June 2016 Term: Oh How We Miss Justice Scalia!

The Supremes took on some of our most pressing social issues this term: abortion, affirmative action, corruption, and immigration. While there were disappointments (a tie in the immigration case leaves us all wanting for a ruling on executive power, and puts many immigrant families at risk of eventual deportation), there were decisions that I cheered. The term goes on record as one of our most liberal. But, viewed as a lawyer not an ethicist, this term should be entitled, “Oh How We Miss Justice Scalia.”

 

I will get to the conclusions I draw from Whole Women’s Health and Fisher II, but first we must mourn Scalia all over again. Although he would have voted the “wrong” way in terms of the social outcomes of these cases, without him the opinions were lackluster. As anyone who regularly reads the “June” (i.e. the most important) opinions of the Court knows, Scalia’s was the opinion you read first. He was the one who showed us the weaknesses in the Majority reasoning, who predicted the future (see Lawrence v. Texas), and explained what the Court was really deciding. If Scalia wrote the majority opinion, it would be short, easy to read, and lacking in legalese. Justice Ginsburg has been quoted as saying that Justice Scalia made her opinions better. She was implying his influence behind-the-scenes, but knowing that the world would read your words alongside his would press everyone to think harder, write better, and reason more carefully.

 

Whole Women’s Health v. Hellerstedt

Nowhere is Scalia’s absence more evident than in Whole Women’s Health v. Hellerstedt, the historic abortion case decided this week. I am thrilled at the outcome, and convinced as a woman (ethics) and a lawyer (law) that the Court got it right. But has there ever been a more boring opinion that would be so historic?

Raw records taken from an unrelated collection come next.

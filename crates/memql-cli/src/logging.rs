//! Structured logging for the memql command line
//!
//! Logs go to stderr, to daily-rotated files, or both, so that stdout only
//! carries command output.

use tracing_appender::rolling::{RollingFileAppender, Rotation};
use tracing_subscriber::{fmt, layer::SubscriberExt, util::SubscriberInitExt, EnvFilter, Layer};

use crate::config::LoggingConfig;

const LOG_FILE_PREFIX: &str = "memql.log";

/// Log format configuration
#[derive(Debug, Clone, Copy, PartialEq, Eq)]
pub enum LogFormat {
    /// Human-readable, multi-line
    Pretty,
    /// One JSON object per event
    Json,
    Compact,
}

impl LogFormat {
    /// Unknown names fall back to compact.
    pub fn from_name(name: &str) -> Self {
        match name {
            "json" => LogFormat::Json,
            "pretty" => LogFormat::Pretty,
            _ => LogFormat::Compact,
        }
    }
}

/// Log output configuration
#[derive(Debug, Clone, Copy, PartialEq, Eq)]
pub enum LogOutput {
    Stderr,
    File,
    Both,
}

impl LogOutput {
    /// Unknown names fall back to stderr.
    pub fn from_name(name: &str) -> Self {
        match name {
            "file" => LogOutput::File,
            "both" => LogOutput::Both,
            _ => LogOutput::Stderr,
        }
    }
}

fn console_layer<S>(format: LogFormat) -> Box<dyn Layer<S> + Send + Sync>
where
    S: tracing::Subscriber + for<'a> tracing_subscriber::registry::LookupSpan<'a>,
{
    match format {
        LogFormat::Pretty => fmt::layer()
            .pretty()
            .with_writer(std::io::stderr)
            .with_target(true)
            .boxed(),
        LogFormat::Json => fmt::layer()
            .json()
            .with_writer(std::io::stderr)
            .with_current_span(true)
            .boxed(),
        LogFormat::Compact => fmt::layer()
            .compact()
            .with_writer(std::io::stderr)
            .boxed(),
    }
}

/// Initialize logging from the resolved configuration.
///
/// `level` accepts anything `EnvFilter` does, e.g. `debug` or
/// `memql_model=trace,info`. An unparsable filter falls back to `info`.
pub fn init(config: &LoggingConfig) -> anyhow::Result<()> {
    let format = LogFormat::from_name(&config.format);
    let output = LogOutput::from_name(&config.output);

    let env_filter = EnvFilter::try_new(&config.level).or_else(|_| EnvFilter::try_new("info"))?;

    match output {
        LogOutput::Stderr => {
            tracing_subscriber::registry()
                .with(env_filter)
                .with(console_layer(format))
                .try_init()?;
        }
        LogOutput::File => {
            std::fs::create_dir_all(&config.directory)?;
            let file_appender =
                RollingFileAppender::new(Rotation::DAILY, &config.directory, LOG_FILE_PREFIX);

            tracing_subscriber::registry()
                .with(env_filter)
                .with(fmt::layer().with_writer(file_appender).with_ansi(false))
                .try_init()?;
        }
        LogOutput::Both => {
            std::fs::create_dir_all(&config.directory)?;
            let file_appender =
                RollingFileAppender::new(Rotation::DAILY, &config.directory, LOG_FILE_PREFIX);

            let file_layer = fmt::layer()
                .with_writer(file_appender)
                .with_ansi(false)
                .boxed();

            tracing_subscriber::registry()
                .with(env_filter)
                .with(console_layer(format))
                .with(file_layer)
                .try_init()?;
        }
    }

    tracing::debug!(
        format = ?format,
        output = ?output,
        level = %config.level,
        "Logging initialized"
    );
    Ok(())
}
//! Model families and the public operations they support

use std::fmt;
use std::str::FromStr;

/// Closed set of supported model families.
#[derive(Debug, Clone, Copy, PartialEq, Eq, Hash)]
pub enum ModelType {
    BinaryTreeRegressor,
    BinaryTreeClassifier,
    RandomForestRegressor,
    RandomForestClassifier,
    XGBoostRegressor,
    XGBoostClassifier,
    LinearRegression,
    LinearSVR,
    LogisticRegression,
    LinearSVC,
    KMeans,
    NearestCentroids,
    BisectingKMeans,
    Pca,
    Svd,
    Normalizer,
    OneHotEncoder,
}

impl ModelType {
    pub const ALL: [ModelType; 17] = [
        ModelType::BinaryTreeRegressor,
        ModelType::BinaryTreeClassifier,
        ModelType::RandomForestRegressor,
        ModelType::RandomForestClassifier,
        ModelType::XGBoostRegressor,
        ModelType::XGBoostClassifier,
        ModelType::LinearRegression,
        ModelType::LinearSVR,
        ModelType::LogisticRegression,
        ModelType::LinearSVC,
        ModelType::KMeans,
        ModelType::NearestCentroids,
        ModelType::BisectingKMeans,
        ModelType::Pca,
        ModelType::Svd,
        ModelType::Normalizer,
        ModelType::OneHotEncoder,
    ];

    /// Tag used in attribute files and in summaries.
    pub fn as_str(self) -> &'static str {
        match self {
            ModelType::BinaryTreeRegressor => "BinaryTreeRegressor",
            ModelType::BinaryTreeClassifier => "BinaryTreeClassifier",
            ModelType::RandomForestRegressor => "RandomForestRegressor",
            ModelType::RandomForestClassifier => "RandomForestClassifier",
            ModelType::XGBoostRegressor => "XGBoostRegressor",
            ModelType::XGBoostClassifier => "XGBoostClassifier",
            ModelType::LinearRegression => "LinearRegression",
            ModelType::LinearSVR => "LinearSVR",
            ModelType::LogisticRegression => "LogisticRegression",
            ModelType::LinearSVC => "LinearSVC",
            ModelType::KMeans => "KMeans",
            ModelType::NearestCentroids => "NearestCentroids",
            ModelType::BisectingKMeans => "BisectingKMeans",
            ModelType::Pca => "PCA",
            ModelType::Svd => "SVD",
            ModelType::Normalizer => "Normalizer",
            ModelType::OneHotEncoder => "OneHotEncoder",
        }
    }

    pub fn supports(self, operation: Operation) -> bool {
        use ModelType::*;
        match operation {
            Operation::Predict | Operation::PredictSql => !matches!(
                self,
                Pca | Svd | Normalizer | OneHotEncoder
            ),
            Operation::PredictProba | Operation::PredictProbaSql => matches!(
                self,
                BinaryTreeClassifier
                    | RandomForestClassifier
                    | XGBoostClassifier
                    | LogisticRegression
                    | LinearSVC
                    | KMeans
                    | NearestCentroids
            ),
            Operation::Transform | Operation::TransformSql => matches!(
                self,
                KMeans | NearestCentroids | BisectingKMeans | Pca | Svd | Normalizer | OneHotEncoder
            ),
            Operation::Rotate => self == Pca,
        }
    }
}

impl fmt::Display for ModelType {
    fn fmt(&self, f: &mut fmt::Formatter<'_>) -> fmt::Result {
        f.write_str(self.as_str())
    }
}

impl FromStr for ModelType {
    type Err = String;

    fn from_str(s: &str) -> Result<Self, Self::Err> {
        ModelType::ALL
            .into_iter()
            .find(|model_type| model_type.as_str() == s)
            .ok_or_else(|| format!("unknown model type '{}'", s))
    }
}

/// Public descriptor operations, named as they appear in error messages.
#[derive(Debug, Clone, Copy, PartialEq, Eq, Hash)]
pub enum Operation {
    Predict,
    PredictProba,
    PredictSql,
    PredictProbaSql,
    Transform,
    TransformSql,
    Rotate,
}

impl Operation {
    pub fn as_str(self) -> &'static str {
        match self {
            Operation::Predict => "predict",
            Operation::PredictProba => "predict_proba",
            Operation::PredictSql => "predict_sql",
            Operation::PredictProbaSql => "predict_proba_sql",
            Operation::Transform => "transform",
            Operation::TransformSql => "transform_sql",
            Operation::Rotate => "rotate",
        }
    }
}

impl fmt::Display for Operation {
    fn fmt(&self, f: &mut fmt::Formatter<'_>) -> fmt::Result {
        f.write_str(self.as_str())
    }
}

#[cfg(test)]
mod tests {
    use super::*;

    #[test]
    fn test_tags_round_trip() {
        for model_type in ModelType::ALL {
            assert_eq!(model_type.as_str().parse::<ModelType>(), Ok(model_type));
        }
        assert!("NaiveBayes".parse::<ModelType>().is_err());
        assert!("pca".parse::<ModelType>().is_err());
    }

    #[test]
    fn test_operation_matrix() {
        assert!(ModelType::Pca.supports(Operation::Rotate));
        assert!(!ModelType::Svd.supports(Operation::Rotate));
        assert!(ModelType::BisectingKMeans.supports(Operation::Transform));
        assert!(!ModelType::BisectingKMeans.supports(Operation::PredictProba));
        assert!(!ModelType::LinearRegression.supports(Operation::PredictProbaSql));
        assert!(ModelType::LinearSVC.supports(Operation::PredictProba));
        assert!(!ModelType::OneHotEncoder.supports(Operation::Predict));
    }
}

Sorry Justice Breyer – I am happy to get your vote on my side, but how about some gorgeous language about women’s rights to control their bodies, the hypocrisy of Texas’s efforts to “protect” women’s health, and the real reasons for Texas’s laws? Instead we got a long discussion of science, statistics, and public health. Justice Ginsburg’s concurrence disappoints, an opinion with no fire, no rage at the false effort to protect us from ourselves, just a simple statement that, “it is beyond rational belief that H.B. 2 could genuinely protect the health of women” and a tweetable name for this type of legislation, “Targeted Regulation of Abortion Providers” (or “TRAP”).

 

As a matter of constitutional law, Justice Breyer’s opinion was appropriate, because the case was a fight about standard of review, not women’s rights. Indeed, the opinion is barely about abortion. What the Court cannot agree on is the meaning of “undue burden.” Not surprising, given that Justice O’Connor made the term up in Planned Parenthood v. Casey. I have always taken (and taught) undue burden to be shorthand for strict scrutiny – Roe v. Wade spent a lot of time explaining why abortion regulation was subject to strict scrutiny, so why would they abandon that standard in Casey without being explicit? This is especially true where, as in Casey, the first half of the opinion was reaffirming Roe’s central holding.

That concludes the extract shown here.